Sunday -- Wake at a reasonable time and take the midday flight to SXM. Rested and a little more relaxed, with the help of a few glasses of bubbly grape juice. We arrive at SXM for the first time since the new airport has been built. We are a little anxious about the whole transfer thing, but resolved to handle it ourselves. The Dearly Beloved decides to stop at the Information Desk. I continue ahead, as expected, to the immigration line and figure out what our next steps are. Up walks the D.B. with information from a really helpful Info Desk person that we should go through immigration, get our baggage and then turn left to the small airline counters by the luggage carousel. Seems simple enough. I’m missing the old airport – it had it’s issues, but was cool in so many third world ways, plus I knew where to go and how to get around.

We breeze through immigration to "The Friendly Island." At least we don't get arrested or yelled at. Just a scowl and a couple of grunts. Do they actually speak any language on St. Maarten, or is it really just grunting and scowling all of the time. In four trips, that’s all I’ve seen so far…with one exception. The luggage comes out on the carousel. We turn to the empty airline counter and walk over. As soon as we cover the 30 feet to the airline counter, a voice from beside us greets us by name and immediately starts checking us through on St. Barth Commuter. It’s the nice gentleman from the Info Desk. We receive boarding passes and instructions on where to go, but "hurry because your flight is about to leave." I look at my watch that indicates it is 3:00 local time and wonder why the 5:00 flight is about to leave, but figure it’s better to just not ask, I might make the one conversant fellow devolve into a grunting, scowling troglodyte (I have that effect on people worldwide), and I didn’t want to be responsible for that on “The Friendly Island.”

A few minutes later we are standing in front of the SBC counter and someone grunts at us to not go anywhere. Evidently everyone for the 5:00 flight has arrived in SXM and as soon as they can make it to the gate we will be leaving. Lift off at 4:00, a full hour early -- Is this a great airline or what? An extra hour in Paradise for no extra charge. Oh by the way, we did see a couple of other residents of "The Friendly Island" around the waiting area that appropriately scowled and grunted at us, but to save the day, Mr. Info Desk (or his really nice twin brother), he’s everywhere, shows up to help be sure we get on the plane. I don't know his name, but Mr. Info Desk needs to be given a raise and put on the lecture circuit for customer service. The rest of “The Friendly Island” could learn a lot from him.

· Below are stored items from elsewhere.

/// The task plus the domain ids of every plan it currently belongs to.
pub async fn get_with_plans<B: StorageBackend>(
    backend: &B,
    tx: &B::Tx,
    id: &str,
) -> Result<Option<(Task, Vec<String>)>> {
    let Some(node) = find_by_id(backend, tx, LABEL, id).await? else {
        return Ok(None);
    };

    let part_of = backend.get_relationships(tx, node.id, Direction::Outgoing, Some("PART_OF")).await?;
    let mut plan_ids = Vec::with_capacity(part_of.len());
    for rel in part_of {
        if let Some(plan_node) = backend.get_node(tx, rel.dst).await? {
            if let Some(pid) = plan_node.get("id").and_then(Value::as_str) {
                plan_ids.push(pid.to_string());
            }
        }
    }

    Ok(Some((vertex_to_task(&node), plan_ids)))
}

/// Accepts an optional `add_plan_ids` list; each referenced plan's
/// existence is verified first; new links are appended. Never removes the
/// last plan link implicitly.
pub async fn update<B: StorageBackend>(
    backend: &B,
    tx: &mut B::Tx,
    id: &str,
    patch: TaskPatch,
) -> Result<Task> {
    let node = find_by_id(backend, tx, LABEL, id).await?
        .ok_or_else(|| Error::NotFound(format!("task {id}")))?;

    if let Some(content) = &patch.content {
        backend.set_node_property(tx, node.id, "content", Value::from(content.clone())).await?;
    }
    if let Some(status) = &patch.status {
        backend.set_node_property(tx, node.id, "status", Value::from(status.as_str())).await?;
    }
    if let Some(tags) = &patch.tags {
        backend.set_node_property(tx, node.id, "tags", tags_to_property(tags)).await?;
    }
    if let Some(metadata) = &patch.metadata {
        backend.set_node_property(tx, node.id, "metadata", metadata_to_property(metadata)).await?;
    }
    backend.set_node_property(tx, node.id, "updated_at", Value::from(now())).await?;

    for plan_id in &patch.add_plan_ids {
        let plan_node = resolve_plan_node(backend, tx, plan_id).await?;
        let already_linked = backend.get_relationships(tx, node.id, Direction::Outgoing, Some("PART_OF")).await?
            .iter().any(|r| r.dst == plan_node.id);
        if already_linked {
            continue;
        }
        let position = compute_position(backend, tx, plan_node.id, None, None).await?;
        let mut props = PropertyMap::new();
        props.insert("position".into(), Value::from(position));
        backend.create_relationship(tx, node.id, plan_node.id, "PART_OF", props).await?;
    }

    for rel in &patch.relationships {
        ensure_relationship_to_domain_id(backend, tx, node.id, &rel.to_id, &rel.rel_type).await?;
    }

    let updated = backend.get_node(tx, node.id).await?
        .ok_or_else(|| Error::NotFound(format!("task {id}")))?;
    Ok(vertex_to_task(&updated))
}
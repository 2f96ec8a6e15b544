use super::{AggregateId, EventModel};
use crate::consensus::{DefaultBlock, Height, Seal, TxSeal};
use serde::{Deserialize, Serialize};
use std::time::SystemTime;

/// The only event emitted when a block is created.
///
/// It carries the full block state. The block's `Seal` is the event's aggregate id.
#[derive(Debug, Clone, PartialEq, Serialize, Deserialize)]
pub struct BlockCreatedEvent<T> {
    /// The event's metadata.
    pub model: EventModel,
    /// The seal of the previous block.
    pub prev_seal: Seal,
    /// The block's height.
    pub height: Height,
    /// The block's transactions.
    pub tx_list: Vec<T>,
    /// The block's transaction digests.
    pub tx_seal: TxSeal,
    /// The block's rounded creation time.
    pub timestamp: SystemTime,
    /// The proposing node.
    pub creator: Vec<u8>,
}

impl<T> From<&DefaultBlock<T>> for BlockCreatedEvent<T>
where
    T: Clone,
{
    fn from(block: &DefaultBlock<T>) -> Self {
        Self {
            model: EventModel::new(AggregateId::from(&block.seal)),
            prev_seal: block.prev_seal.clone(),
            height: block.height,
            tx_list: block.tx_list.clone(),
            tx_seal: block.tx_seal.clone(),
            timestamp: block.timestamp,
            creator: block.creator.clone(),
        }
    }
}
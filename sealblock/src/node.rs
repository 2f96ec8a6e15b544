//! Identities of the nodes taking part in the network.

use serde::{Deserialize, Serialize};
use std::fmt;

/// The unique identifier of a node.
///
/// Identifiers are opaque: no well-formedness or membership check is done on them.
#[derive(Debug, Default, Clone, PartialEq, Eq, Hash, PartialOrd, Ord, Serialize, Deserialize)]
#[serde(transparent)]
pub struct NodeId(String);

impl NodeId {
    /// Create a new `NodeId`.
    #[must_use]
    pub fn new(id: impl Into<String>) -> Self {
        Self(id.into())
    }

    /// Get the identifier as string slice.
    #[must_use]
    pub fn as_str(&self) -> &str {
        &self.0
    }

    /// Get the bytes used to mark this node as creator of a block.
    #[must_use]
    pub fn as_bytes(&self) -> &[u8] {
        self.0.as_bytes()
    }

    /// Check whether the identifier is empty.
    #[must_use]
    pub fn is_empty(&self) -> bool {
        self.0.is_empty()
    }
}

impl fmt::Display for NodeId {
    fn fmt(&self, f: &mut fmt::Formatter) -> fmt::Result {
        f.write_str(&self.0)
    }
}

impl From<&str> for NodeId {
    fn from(id: &str) -> Self {
        Self::new(id)
    }
}

impl From<String> for NodeId {
    fn from(id: String) -> Self {
        Self(id)
    }
}

/// A node of the network as announced by peer discovery.
#[derive(Debug, Clone, PartialEq, Eq, Serialize, Deserialize)]
pub struct Node {
    /// The node's identifier.
    pub id: NodeId,
    /// The address the node can be reached at.
    pub address: String,
}
use std::collections::VecDeque;

/// A first-in first-out queue of transactions.
///
/// ```
/// # use sealblock::txpool::Queue;
///
/// let mut queue = Queue::default();
///
/// queue.insert(4);
/// queue.insert(1);
/// queue.insert(3);
///
/// assert!(queue.contains(&1));
/// assert_eq!(queue.remove(&1), Some(1));
/// assert_eq!(queue.remove(&1), None);
///
/// queue.requeue(vec![7]);
/// assert_eq!(queue.drain(), [7, 4, 3]);
/// assert!(queue.is_empty());
/// ```
#[derive(Debug)]
pub struct Queue<T> {
    items: VecDeque<T>,
}

impl<T> Default for Queue<T> {
    fn default() -> Self {
        Self {
            items: VecDeque::new(),
        }
    }
}

impl<T> Queue<T> {
    /// Append an `item` to the queue.
    pub fn insert(&mut self, item: T) {
        self.items.push_back(item);
    }

    /// Put `items` back in front of the queue, keeping their order.
    pub fn requeue(&mut self, items: Vec<T>) {
        for item in items.into_iter().rev() {
            self.items.push_front(item);
        }
    }

    /// Get the number of items in the queue.
    #[must_use]
    pub fn len(&self) -> usize {
        self.items.len()
    }

    /// Check whether the queue is empty.
    #[must_use]
    pub fn is_empty(&self) -> bool {
        self.items.is_empty()
    }

    /// Check whether `item` is queued.
    #[must_use]
    pub fn contains(&self, item: &T) -> bool
    where
        T: PartialEq,
    {
        self.items.contains(item)
    }

    /// Clone all queued items in order.
    #[must_use]
    pub fn items(&self) -> Vec<T>
    where
        T: Clone,
    {
        self.items.iter().cloned().collect()
    }

    /// Take all items out of the queue.
    pub fn drain(&mut self) -> Vec<T> {
        self.items.drain(..).collect()
    }

    /// Remove an `item` from the queue.
    ///
    /// **Note:** This scans the whole queue and therefore has an `O(n)` runtime.
    pub fn remove(&mut self, item: &T) -> Option<T>
    where
        T: PartialEq,
    {
        self.items
            .iter()
            .position(|queued| queued == item)
            .and_then(|index| self.items.remove(index))
    }

    /// Remove all `items` from the queue and return the found ones.
    ///
    /// **Note:** This has an `O(n * m)` runtime.
    pub fn remove_all<'a>(&mut self, items: impl IntoIterator<Item = &'a T>) -> Vec<T>
    where
        T: PartialEq + 'a,
    {
        items
            .into_iter()
            .filter_map(|item| self.remove(item))
            .collect()
    }
}
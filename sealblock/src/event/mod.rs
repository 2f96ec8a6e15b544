//! Domain events and the event-sourced `Aggregate` abstraction.
//!
//! Events are append-only: they are never updated or deleted.
//! The state of an `Aggregate` is the result of replaying its events in order.

mod block;
mod leader;
mod p2p;

pub use block::BlockCreatedEvent;
pub use leader::LeaderUpdated;
pub use p2p::{
    ConnectionCreatedEvent, ConnectionDisconnectedEvent, LeaderChangeEvent, LeaderReceivedEvent,
    NodeCreatedEvent, NodeListReceivedEvent,
};

use crate::{consensus::Seal, BoxError};
use serde::{de::DeserializeOwned, Deserialize, Serialize};
use std::{fmt, time::SystemTime};

/// Identifies an aggregate in the event store.
///
/// Blocks are identified by their `Seal` (content addressed), so re-proposing
/// identical content always maps to the same aggregate.
#[derive(Debug, Default, Clone, PartialEq, Eq, Hash, Serialize, Deserialize)]
#[serde(transparent)]
pub struct AggregateId(String);

impl AggregateId {
    /// Create an aggregate id.
    #[must_use]
    pub fn new(id: impl Into<String>) -> Self {
        Self(id.into())
    }

    /// Get the id as string slice.
    #[must_use]
    pub fn as_str(&self) -> &str {
        &self.0
    }
}

impl fmt::Display for AggregateId {
    fn fmt(&self, f: &mut fmt::Formatter) -> fmt::Result {
        f.write_str(&self.0)
    }
}

impl From<&Seal> for AggregateId {
    fn from(seal: &Seal) -> Self {
        Self(seal.to_hex())
    }
}

impl From<&str> for AggregateId {
    fn from(id: &str) -> Self {
        Self::new(id)
    }
}

/// Metadata carried by every event.
#[derive(Debug, Clone, PartialEq, Eq, Serialize, Deserialize)]
pub struct EventModel {
    /// The aggregate the event belongs to.
    pub aggregate_id: AggregateId,
    /// Position of the event in the aggregate's history, starting at `0`.
    pub version: u64,
    /// The time the event was created.
    pub time: SystemTime,
}

impl EventModel {
    /// Create metadata for the first event of an aggregate.
    #[must_use]
    pub fn new(aggregate_id: AggregateId) -> Self {
        Self::with_version(aggregate_id, 0)
    }

    /// Create metadata for the event at `version` of an aggregate.
    #[must_use]
    pub fn with_version(aggregate_id: AggregateId, version: u64) -> Self {
        Self {
            aggregate_id,
            version,
            time: SystemTime::now(),
        }
    }
}

/// A domain event that can be stored in an event store.
pub trait Event: Serialize + DeserializeOwned {
    /// A name describing the kind of event.
    const EVENT_TYPE: &'static str;

    /// Get the event's metadata.
    fn model(&self) -> &EventModel;
}

/// An event-sourced entity.
pub trait Aggregate {
    /// The events changing this aggregate.
    type Event;

    /// The id of the aggregate.
    fn aggregate_id(&self) -> AggregateId;

    /// Apply an `event` to the aggregate's state.
    fn on(&mut self, event: Self::Event) -> Result<(), BoxError>;
}

/// Implement `Event` for a type with a `model: EventModel` field.
macro_rules! impl_event {
    ($($ty:ident $(<$generic:ident>)?),* $(,)?) => {
        $(
            impl$(<$generic>)? $crate::event::Event for $ty$(<$generic>)?
            $(where $generic: ::serde::Serialize + ::serde::de::DeserializeOwned)?
            {
                const EVENT_TYPE: &'static str = stringify!($ty);

                fn model(&self) -> &$crate::event::EventModel {
                    &self.model
                }
            }
        )*
    };
}

impl_event!(
    BlockCreatedEvent<T>,
    LeaderUpdated,
    LeaderChangeEvent,
    ConnectionCreatedEvent,
    ConnectionDisconnectedEvent,
    NodeCreatedEvent,
    LeaderReceivedEvent,
    NodeListReceivedEvent,
);
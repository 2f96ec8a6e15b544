//! The configuration of a node, read from a TOML file.
//!
//! ```toml
//! node_id = "node-1"
//! block_path = "./data/node-1"
//! genesis_path = "./config/genesis.json"
//! timestamp_precision_ms = 100
//! routing_interval_ms = 1000
//! ```

use crate::{node::NodeId, time};
use err_derive::Error;
use serde::Deserialize;
use std::{fs, io, path::Path, time::Duration};

/// Error while loading a `NodeConfig`.
#[derive(Debug, Error)]
pub enum ConfigError {
    /// The file could not be read.
    #[error(display = "{}", 0)]
    Io(#[error(from)] io::Error),

    /// The file is no valid configuration.
    #[error(display = "{}", 0)]
    Toml(#[error(from)] toml::de::Error),

    /// A required value is empty.
    #[error(display = "The configuration value {} must not be empty.", 0)]
    Empty(&'static str),
}

/// The settings of a single node.
#[derive(Debug, Clone, PartialEq, Eq, Deserialize)]
pub struct NodeConfig {
    /// The identity of this node, also used as creator of its blocks.
    pub node_id: NodeId,
    /// The directory the event store is kept in.
    pub block_path: String,
    /// The genesis block configuration (JSON).
    pub genesis_path: String,
    /// The precision block timestamps are rounded to.
    #[serde(default = "default_timestamp_precision_ms")]
    pub timestamp_precision_ms: u64,
    /// The time after which pooled transactions are routed again.
    #[serde(default = "default_routing_interval_ms")]
    pub routing_interval_ms: u64,
}

#[allow(clippy::cast_possible_truncation)]
const fn default_timestamp_precision_ms() -> u64 {
    time::DEFAULT_TIMESTAMP_PRECISION.as_millis() as u64
}

const fn default_routing_interval_ms() -> u64 {
    1000
}

impl NodeConfig {
    /// Load the configuration from the TOML file at `path`.
    pub fn load(path: impl AsRef<Path>) -> Result<Self, ConfigError> {
        let config_data = fs::read_to_string(path)?;
        Self::from_toml_str(&config_data)
    }

    /// Parse the configuration from TOML.
    pub fn from_toml_str(config_data: &str) -> Result<Self, ConfigError> {
        let config: Self = toml::from_str(config_data)?;
        if config.node_id.is_empty() {
            return Err(ConfigError::Empty("node_id"));
        }
        Ok(config)
    }

    /// The precision block timestamps are rounded to.
    #[must_use]
    pub const fn timestamp_precision(&self) -> Duration {
        Duration::from_millis(self.timestamp_precision_ms)
    }

    /// The time after which pooled transactions are routed again.
    #[must_use]
    pub const fn routing_interval(&self) -> Duration {
        Duration::from_millis(self.routing_interval_ms)
    }
}
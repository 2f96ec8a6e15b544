//! The persistence contract for event-sourced aggregates.
//!
//! The block factory only consumes this contract. `SledRepository` is the adapter
//! shipped with this crate; any append-only log can be plugged in instead.

mod error;
mod sled_repository;

pub use error::RepositoryError;
pub use sled_repository::SledRepository;

use crate::{
    event::{Aggregate, AggregateId},
    BoxError,
};
use std::sync::Arc;

/// Loads and saves the events of aggregates.
pub trait Repository<E> {
    /// Replay all stored events of `aggregate_id` onto `aggregate`.
    fn load<A>(&self, aggregate: &mut A, aggregate_id: &AggregateId) -> Result<(), BoxError>
    where
        A: Aggregate<Event = E>;

    /// Append `events` to the history of `aggregate_id`.
    ///
    /// Saving a creation event for an aggregate that already exists must fail
    /// instead of duplicating its history.
    fn save(&self, aggregate_id: &AggregateId, events: Vec<E>) -> Result<(), BoxError>;

    /// Tear down the connection to the store.
    fn close(self) -> Result<(), BoxError>
    where
        Self: Sized,
    {
        Ok(())
    }
}

impl<E, R> Repository<E> for Arc<R>
where
    R: Repository<E>,
{
    fn load<A>(&self, aggregate: &mut A, aggregate_id: &AggregateId) -> Result<(), BoxError>
    where
        A: Aggregate<Event = E>,
    {
        (**self).load(aggregate, aggregate_id)
    }

    fn save(&self, aggregate_id: &AggregateId, events: Vec<E>) -> Result<(), BoxError> {
        (**self).save(aggregate_id, events)
    }

    /// Only the last handle closes the underlying repository.
    fn close(self) -> Result<(), BoxError> {
        match Arc::try_unwrap(self) {
            Ok(repository) => repository.close(),
            Err(_) => Ok(()),
        }
    }
}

Great flight to SBH. The weather is mostly clear. The winds are calm. The landing is uneventful for any standards - spectacular for SBH standards. All of our luggage shows up on the carousel. We walk to the Top-Loc car rental counter. Our Smart is waiting. Things are looking good.

One minor problem. Since we are an hour early, Rosita (more about Rosita later, but a little preview - Rosita's the "best") is not there to meet us as expected. Kalu with Top-Loc calls Rosita. We visit on the phone and arrange to meet Veronique at 5:00. Since the Match is still open (I thought it was closed all day Sunday?), the D.B. and I walk across the street for a little shopping. We pick up a few essentials, wine, cheese, bread, wine, crackers, pastries, wine, ham, water, etc., and walk back to the airport with our goodies in hand. Our hostess, Veronique Giraud, arrives as we are loading the groceries in the car and off we go to Villa Tom.

Originally, we had tried to rent several different villas and they all kept getting rented the day before we tried. The same was true with Villa La Baleine. Did I mention that Rosita was the "Best?" When we couldn't work out a stay at La Baleine, Rosita contacted Veronique and helped us with everything we needed to make that rental work. She coordinated the deposit, etc. She helped with the car rental and even got us her discount. She helped with the air transfer arrangements. My only disappointment was not getting to meet her upon arrival at SBH so that I could kiss her feet.

Off we go to Villa Tom. Is it my imagination of have the roads on the island gotten MUCH worse in the last four years? The road from St. Jean to Lorient seems to be little more than a series of potholes interrupted by worn out concrete. At least it slows down some of the American made behemoths whizzing along. The Smart bumps along and like the "Little Engine That Could" finally chugs to the top of each of the hills. I miss the Mokes.

A description of Villa Tom is included in a separate posting.

Veronique shows us around. She's thoughtfully stocked the fridge with a couple of bottles of wine (a thoughtful Laurent Perrier brut and a sparkling rosé that I don't remember the name of), cheese, fruit, and some other snacks. We get the luggage to the bedroom, throw our provisions in the refrigerator and it's time for some serious R&R. A dip in the pool. Lie down on the lounge chairs for a while and start the debate that becomes the hardest question of the entire trip..."red or white?" Then it's upstairs with the D.B. to the balcony to watch the sun go down, play a few hands of gin, and enjoy the compromise to the raging debate, sparkling rosé with some cheese, crackers and fruit.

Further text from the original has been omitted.